| Status | Surface proposal |
| Reading time | ~20 min |
| Audience | Anyone scoping the layered library ecosystem on top of pipekit |
| Companion reports | Report 1 (background), Report 2 (pipekit core), Report 4 (use-case revisit) |
This report describes the three sister libraries that sit on pipekit and together cover the practical carrier surface: arrays (duck-typed via Array API), GeoTensor (geotoolz), and xarray DataArrays/Datasets (xr_toolz). Each library is a thin layer over pipekit with carrier-specific operators.
The diagram:
┌────────────────────────────────────────────────────┐
│ Domain libraries │
│ │
│ ┌──────────────┐ ┌──────────────┐ ┌──────────┐ │
│ │ geotoolz │ │ xr_toolz │ │ others │ │
│ │ (GeoTensor) │ │ (xarray) │ │ ... │ │
│ └──────────────┘ └──────────────┘ └──────────┘ │
│ │ │ │ │
│ └────────┬─────────┴──────────────┘ │
│ ▼ │
│ ┌─────────────────┐ │
│ │ pipekit-array │ ← duck-typed arrays │
│ │ (Array API) │ (numpy, JAX, etc.) │
│ └─────────────────┘ │
│ │ │
│ ▼ │
│ ┌─────────────────┐ │
│ │ pipekit │ ← carrier-agnostic │
│ │ (core) │ framework │
│ └─────────────────┘ │
└────────────────────────────────────────────────────┘The three layers above pipekit¶
Layer 1 — pipekit-array: duck-typed array operators¶
A sister package on top of pipekit’s framework, implementing array-shaped operators against the Python Array API standard. The Array API is the modern, formal answer to “duck arrays” — it gives you a single array_namespace(x) dispatch that returns a numpy-shaped namespace regardless of whether x is numpy, JAX, CuPy, PyTorch, or dask.
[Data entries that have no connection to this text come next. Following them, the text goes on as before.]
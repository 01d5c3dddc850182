//! Named score actions
//!
//! UI layers address the engine through action names with JSON parameters.
//! [`ScoreDispatcher`] owns one [`MasterScore`] plus the selection and maps
//! each action onto a session call; every action completes synchronously.

use crate::errors::EngravingError;
use crate::master_score::MasterScore;
use crate::models::{ElementId, LayoutBreakKind, TimeSig, TimeSigType, TimeSigValue};
use crate::renderers::LayoutRegion;
use serde::Deserialize;
use serde_json::{json, Value};
use thiserror::Error;

pub const ACTIONS: [&str; 9] = [
    "add-time-signature",
    "remove-time-signature",
    "toggle-layout-break",
    "start-cmd",
    "end-cmd",
    "undo",
    "redo",
    "layout",
    "select",
];

#[derive(Debug, Clone, PartialEq, Error)]
pub enum DispatchError {
    #[error("unknown action: {0}")]
    UnknownAction(String),

    #[error("invalid parameters for {action}: {message}")]
    InvalidParams { action: String, message: String },

    #[error(transparent)]
    Engraving(#[from] EngravingError),
}

/// Receiver of named actions
pub trait ActionDispatcher {
    fn dispatch(&mut self, action: &str, params: Value) -> Result<Value, DispatchError>;
}

/// Measure or frame addressed either by position or by element key
#[derive(Debug, Default, Deserialize)]
struct Target {
    /// Index into the measures (frames excluded)
    measure: Option<usize>,
    /// Element key as reported by the tree model
    key: Option<u64>,
}

#[derive(Debug, Deserialize)]
struct AddTimeSigParams {
    #[serde(flatten)]
    target: Target,
    sig: String,
    #[serde(default, rename = "type")]
    ts_type: Option<String>,
    #[serde(default)]
    staff: usize,
    #[serde(default)]
    local: bool,
}

#[derive(Debug, Deserialize)]
struct BreakParams {
    #[serde(flatten)]
    target: Target,
    kind: LayoutBreakKind,
}

#[derive(Debug, Deserialize)]
struct NameParams {
    #[serde(default)]
    name: Option<String>,
}

#[derive(Debug, Deserialize)]
struct CountParams {
    #[serde(default = "one")]
    count: usize,
}

fn one() -> usize {
    1
}

#[derive(Debug, Deserialize)]
struct LayoutParams {
    #[serde(default)]
    region: Option<LayoutRegion>,
}

#[derive(Debug, Deserialize)]
struct SelectParams {
    key: Option<u64>,
    #[serde(default)]
    additive: bool,
}

pub struct ScoreDispatcher {
    master: MasterScore,
    selection: Vec<ElementId>,
}

impl ScoreDispatcher {
    pub fn new(master: MasterScore) -> Self {
        Self { master, selection: Vec::new() }
    }

    pub fn master(&self) -> &MasterScore {
        &self.master
    }

    pub fn master_mut(&mut self) -> &mut MasterScore {
        &mut self.master
    }

    pub fn selection(&self) -> &[ElementId] {
        &self.selection
    }

    fn params<T: for<'de> Deserialize<'de>>(action: &str, params: Value) -> Result<T, DispatchError> {
        // absent parameters behave like an empty object
        let params = if params.is_null() { json!({}) } else { params };
        serde_json::from_value(params).map_err(|e| DispatchError::InvalidParams {
            action: action.to_string(),
            message: e.to_string(),
        })
    }

    fn resolve(&self, action: &str, target: &Target) -> Result<ElementId, DispatchError> {
        let score = self.master.score();
        let id = match (target.key, target.measure) {
            (Some(key), _) => ElementId::from_key(key),
            (None, Some(index)) => score.measures().get(index).copied(),
            (None, None) => None,
        };
        id.filter(|id| score.kind(*id).map_or(false, |k| k.is_measure_base()))
            .ok_or_else(|| DispatchError::InvalidParams {
                action: action.to_string(),
                message: "no such measure".to_string(),
            })
    }

    fn time_sig(action: &str, p: &AddTimeSigParams) -> Result<TimeSig, DispatchError> {
        let invalid = |message: String| DispatchError::InvalidParams { action: action.to_string(), message };
        let value = TimeSigValue::parse(&p.sig).map_err(|e| invalid(e.to_string()))?;
        let ts_type = match &p.ts_type {
            Some(name) => TimeSigType::from_name(name).ok_or_else(|| invalid(format!("unknown type '{}'", name)))?,
            None => TimeSigType::Normal,
        };
        Ok(TimeSig::new(value, ts_type).map_err(EngravingError::from)?)
    }

    fn layout_summary(&self) -> Value {
        let layout = self.master.layout();
        json!({ "pages": layout.page_count(), "systems": layout.system_count() })
    }
}

impl ActionDispatcher for ScoreDispatcher {
    fn dispatch(&mut self, action: &str, params: Value) -> Result<Value, DispatchError> {
        log::debug!("dispatch {} {}", action, params);
        match action {
            "add-time-signature" => {
                let p: AddTimeSigParams = Self::params(action, params)?;
                let measure = self.resolve(action, &p.target)?;
                let ts = Self::time_sig(action, &p)?;
                let outcome = self.master.add_time_sig(measure, p.staff, ts, p.local)?;
                Ok(json!({ "outcome": format!("{:?}", outcome) }))
            }
            "remove-time-signature" => {
                let target: Target = Self::params(action, params)?;
                let measure = self.resolve(action, &target)?;
                let outcome = self.master.remove_time_sig(measure)?;
                Ok(json!({ "outcome": format!("{:?}", outcome) }))
            }
            "toggle-layout-break" => {
                let p: BreakParams = Self::params(action, params)?;
                let base = self.resolve(action, &p.target)?;
                let set = self.master.toggle_layout_break(base, p.kind)?;
                Ok(json!({ "set": set }))
            }
            "start-cmd" => {
                let p: NameParams = Self::params(action, params)?;
                self.master.start_cmd(p.name.as_deref().unwrap_or("Edit"))?;
                Ok(json!({ "state": self.master.state() }))
            }
            "end-cmd" => {
                let committed = self.master.end_cmd()?;
                Ok(json!({ "committed": committed }))
            }
            "undo" => {
                let p: CountParams = Self::params(action, params)?;
                let count = self.master.undo(p.count)?;
                self.selection.retain(|id| self.master.score().contains(*id));
                Ok(json!({ "count": count }))
            }
            "redo" => {
                let p: CountParams = Self::params(action, params)?;
                let count = self.master.redo(p.count)?;
                self.selection.retain(|id| self.master.score().contains(*id));
                Ok(json!({ "count": count }))
            }
            "layout" => {
                let p: LayoutParams = Self::params(action, params)?;
                self.master.relayout_region(p.region.unwrap_or(LayoutRegion::Whole));
                Ok(self.layout_summary())
            }
            "select" => {
                let p: SelectParams = Self::params(action, params)?;
                let id = p.key.and_then(ElementId::from_key);
                if let Some(id) = id.filter(|id| !self.master.score().contains(*id)) {
                    return Err(EngravingError::InvalidReference(id).into());
                }
                if !p.additive {
                    self.selection.clear();
                }
                if let Some(id) = id {
                    if !self.selection.contains(&id) {
                        self.selection.push(id);
                    }
                }
                let keys: Vec<u64> = self.selection.iter().map(|id| id.key()).collect();
                Ok(json!({ "selection": keys }))
            }
            other => Err(DispatchError::UnknownAction(other.to_string())),
        }
    }
}

#[cfg(test)]
mod tests {
    use super::*;
    use crate::models::ScoreBuilder;

    fn dispatcher() -> ScoreDispatcher {
        ScoreDispatcher::new(MasterScore::new(ScoreBuilder::new(1).measures(4, 4, 4).build()))
    }

    #[test]
    fn test_unknown_action() {
        let mut d = dispatcher();
        assert_eq!(
            d.dispatch("transpose", Value::Null),
            Err(DispatchError::UnknownAction("transpose".to_string()))
        );
    }

    #[test]
    fn test_add_time_signature_by_index() {
        let mut d = dispatcher();
        let result = d
            .dispatch("add-time-signature", json!({ "measure": 1, "sig": "3/4" }))
            .unwrap();
        assert!(result["outcome"].as_str().unwrap().starts_with("Rewritten"));
        assert_eq!(d.master().score().measures().len(), 5);
        d.dispatch("undo", Value::Null).unwrap();
        assert_eq!(d.master().score().measures().len(), 4);
    }

    #[test]
    fn test_bad_params() {
        let mut d = dispatcher();
        let err = d.dispatch("add-time-signature", json!({ "measure": 0 })).unwrap_err();
        assert!(matches!(err, DispatchError::InvalidParams { .. }));
        let err = d.dispatch("toggle-layout-break", json!({ "measure": 9, "kind": "line" })).unwrap_err();
        assert!(matches!(err, DispatchError::InvalidParams { .. }));
    }

    #[test]
    fn test_command_actions() {
        let mut d = dispatcher();
        d.dispatch("start-cmd", json!({ "name": "breaks" })).unwrap();
        d.dispatch("toggle-layout-break", json!({ "measure": 0, "kind": "line" })).unwrap();
        d.dispatch("toggle-layout-break", json!({ "measure": 1, "kind": "line" })).unwrap();
        let ended = d.dispatch("end-cmd", Value::Null).unwrap();
        assert_eq!(ended["committed"], json!(true));
        let layout = d.dispatch("layout", Value::Null).unwrap();
        assert_eq!(layout["systems"], json!(3));
        assert_eq!(d.dispatch("undo", json!({ "count": 1 })).unwrap()["count"], json!(1));
    }

    #[test]
    fn test_select_additive() {
        let mut d = dispatcher();
        let measures = d.master().score().measures();
        d.dispatch("select", json!({ "key": measures[0].key() })).unwrap();
        let result = d
            .dispatch("select", json!({ "key": measures[1].key(), "additive": true }))
            .unwrap();
        assert_eq!(result["selection"], json!([measures[0].key(), measures[1].key()]));
        d.dispatch("select", json!({ "key": measures[2].key() })).unwrap();
        assert_eq!(d.selection(), &[measures[2]]);
    }

    #[test]
    fn test_select_stale_key_keeps_selection() {
        let mut d = dispatcher();
        let measures = d.master().score().measures();
        d.dispatch("select", json!({ "key": measures[1].key() })).unwrap();
        let removed = measures[3];
        d.dispatch("add-time-signature", json!({ "measure": 0, "sig": "2/4" })).unwrap();
        assert!(!d.master().score().contains(removed));

        let err = d.dispatch("select", json!({ "key": removed.key() })).unwrap_err();
        assert_eq!(err, DispatchError::Engraving(EngravingError::InvalidReference(removed)));
        assert_eq!(d.selection(), &[measures[1]]);
    }
}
Layer 2 — geotoolz: GeoTensor operators¶
Thin domain layer on top of pipekit, with operators that consume and return GeoTensor (the numpy-subclass with geographic metadata). Most array math delegates to pipekit-array; what geotoolz adds is the geo-specific work (sensor presets, CRS-aware operators, etc).
Layer 3 — xr_toolz: xarray operators¶
Thin domain layer on top of pipekit, with operators that consume and return xr.DataArray / xr.Dataset / xr.DataTree. Array math that’s not xarray-specific can also delegate to pipekit-array.
Three modules, three primitives, each in its own sweet spot. Let me cover each in detail.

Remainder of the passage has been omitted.